*** DATA SECTION ***

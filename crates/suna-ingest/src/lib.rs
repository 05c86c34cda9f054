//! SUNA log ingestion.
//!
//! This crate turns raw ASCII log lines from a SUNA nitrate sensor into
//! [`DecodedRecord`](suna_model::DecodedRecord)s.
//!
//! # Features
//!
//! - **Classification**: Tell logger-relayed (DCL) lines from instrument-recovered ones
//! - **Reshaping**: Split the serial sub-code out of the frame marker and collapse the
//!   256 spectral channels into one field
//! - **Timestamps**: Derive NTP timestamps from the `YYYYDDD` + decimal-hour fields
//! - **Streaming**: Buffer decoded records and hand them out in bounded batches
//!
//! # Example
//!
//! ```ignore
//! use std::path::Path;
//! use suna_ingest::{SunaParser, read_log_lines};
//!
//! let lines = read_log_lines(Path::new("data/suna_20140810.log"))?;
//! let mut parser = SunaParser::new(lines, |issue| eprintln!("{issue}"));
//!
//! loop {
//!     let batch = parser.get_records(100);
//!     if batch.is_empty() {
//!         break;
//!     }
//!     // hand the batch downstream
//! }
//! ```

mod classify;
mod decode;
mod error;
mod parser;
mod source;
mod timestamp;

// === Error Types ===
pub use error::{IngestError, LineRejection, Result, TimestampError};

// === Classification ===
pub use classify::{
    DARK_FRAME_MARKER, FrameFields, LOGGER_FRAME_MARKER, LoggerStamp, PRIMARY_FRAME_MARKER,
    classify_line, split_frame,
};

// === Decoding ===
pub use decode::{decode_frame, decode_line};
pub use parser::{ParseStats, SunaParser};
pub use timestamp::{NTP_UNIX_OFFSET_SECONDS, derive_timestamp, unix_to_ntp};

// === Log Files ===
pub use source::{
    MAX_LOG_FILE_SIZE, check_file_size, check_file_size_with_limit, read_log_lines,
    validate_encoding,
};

***
*** DATA SECTION ***

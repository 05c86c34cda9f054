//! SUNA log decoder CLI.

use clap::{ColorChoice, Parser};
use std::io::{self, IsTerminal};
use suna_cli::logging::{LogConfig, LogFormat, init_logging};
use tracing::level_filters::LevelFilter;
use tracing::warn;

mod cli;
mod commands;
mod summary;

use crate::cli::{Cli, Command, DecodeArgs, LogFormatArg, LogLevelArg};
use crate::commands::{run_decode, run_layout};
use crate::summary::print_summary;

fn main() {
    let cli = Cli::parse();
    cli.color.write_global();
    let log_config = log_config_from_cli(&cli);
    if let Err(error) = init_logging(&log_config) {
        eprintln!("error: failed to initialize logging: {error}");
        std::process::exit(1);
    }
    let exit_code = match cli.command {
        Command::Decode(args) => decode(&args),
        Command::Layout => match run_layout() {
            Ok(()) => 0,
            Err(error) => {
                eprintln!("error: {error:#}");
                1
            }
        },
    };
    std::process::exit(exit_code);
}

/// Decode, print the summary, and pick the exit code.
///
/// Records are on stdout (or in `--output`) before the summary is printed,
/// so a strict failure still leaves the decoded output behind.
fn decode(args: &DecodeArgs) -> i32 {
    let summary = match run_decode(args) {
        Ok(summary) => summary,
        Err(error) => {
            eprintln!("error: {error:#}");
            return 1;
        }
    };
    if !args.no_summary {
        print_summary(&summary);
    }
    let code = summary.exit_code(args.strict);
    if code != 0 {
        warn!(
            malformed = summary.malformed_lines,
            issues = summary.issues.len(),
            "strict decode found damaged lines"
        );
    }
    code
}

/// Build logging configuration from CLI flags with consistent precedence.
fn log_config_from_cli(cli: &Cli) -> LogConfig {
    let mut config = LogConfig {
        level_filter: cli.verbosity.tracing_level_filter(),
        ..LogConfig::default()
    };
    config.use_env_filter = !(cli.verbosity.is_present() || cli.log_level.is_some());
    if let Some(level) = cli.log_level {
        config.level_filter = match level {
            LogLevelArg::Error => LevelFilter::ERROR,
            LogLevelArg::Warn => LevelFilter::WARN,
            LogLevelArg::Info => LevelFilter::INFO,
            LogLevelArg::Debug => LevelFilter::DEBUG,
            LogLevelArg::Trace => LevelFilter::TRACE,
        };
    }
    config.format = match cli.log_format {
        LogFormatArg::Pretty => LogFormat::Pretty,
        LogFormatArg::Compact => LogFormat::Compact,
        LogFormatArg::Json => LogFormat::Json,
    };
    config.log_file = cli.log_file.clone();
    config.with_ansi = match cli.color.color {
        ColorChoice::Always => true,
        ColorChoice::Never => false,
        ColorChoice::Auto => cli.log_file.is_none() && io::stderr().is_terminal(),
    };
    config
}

***

Taking the entries above, print exactly the lines starting at the line with "use tracing::level_filters::LevelFilter;" and ending at the line with "config.format = match", both included.

■ **EXPECTED ANSWER**
use tracing::level_filters::LevelFilter;
use tracing::warn;

mod cli;
mod commands;
mod summary;

use crate::cli::{Cli, Command, DecodeArgs, LogFormatArg, LogLevelArg};
use crate::commands::{run_decode, run_layout};
use crate::summary::print_summary;

fn main() {
    let cli = Cli::parse();
    cli.color.write_global();
    let log_config = log_config_from_cli(&cli);
    if let Err(error) = init_logging(&log_config) {
        eprintln!("error: failed to initialize logging: {error}");
        std::process::exit(1);
    }
    let exit_code = match cli.command {
        Command::Decode(args) => decode(&args),
        Command::Layout => match run_layout() {
            Ok(()) => 0,
            Err(error) => {
                eprintln!("error: {error:#}");
                1
            }
        },
    };
    std::process::exit(exit_code);
}

/// Decode, print the summary, and pick the exit code.
///
/// Records are on stdout (or in `--output`) before the summary is printed,
/// so a strict failure still leaves the decoded output behind.
fn decode(args: &DecodeArgs) -> i32 {
    let summary = match run_decode(args) {
        Ok(summary) => summary,
        Err(error) => {
            eprintln!("error: {error:#}");
            return 1;
        }
    };
    if !args.no_summary {
        print_summary(&summary);
    }
    let code = summary.exit_code(args.strict);
    if code != 0 {
        warn!(
            malformed = summary.malformed_lines,
            issues = summary.issues.len(),
            "strict decode found damaged lines"
        );
    }
    code
}

/// Build logging configuration from CLI flags with consistent precedence.
fn log_config_from_cli(cli: &Cli) -> LogConfig {
    let mut config = LogConfig {
        level_filter: cli.verbosity.tracing_level_filter(),
        ..LogConfig::default()
    };
    config.use_env_filter = !(cli.verbosity.is_present() || cli.log_level.is_some());
    if let Some(level) = cli.log_level {
        config.level_filter = match level {
            LogLevelArg::Error => LevelFilter::ERROR,
            LogLevelArg::Warn => LevelFilter::WARN,
            LogLevelArg::Info => LevelFilter::INFO,
            LogLevelArg::Debug => LevelFilter::DEBUG,
            LogLevelArg::Trace => LevelFilter::TRACE,
        };
    }
    config.format = match cli.log_format {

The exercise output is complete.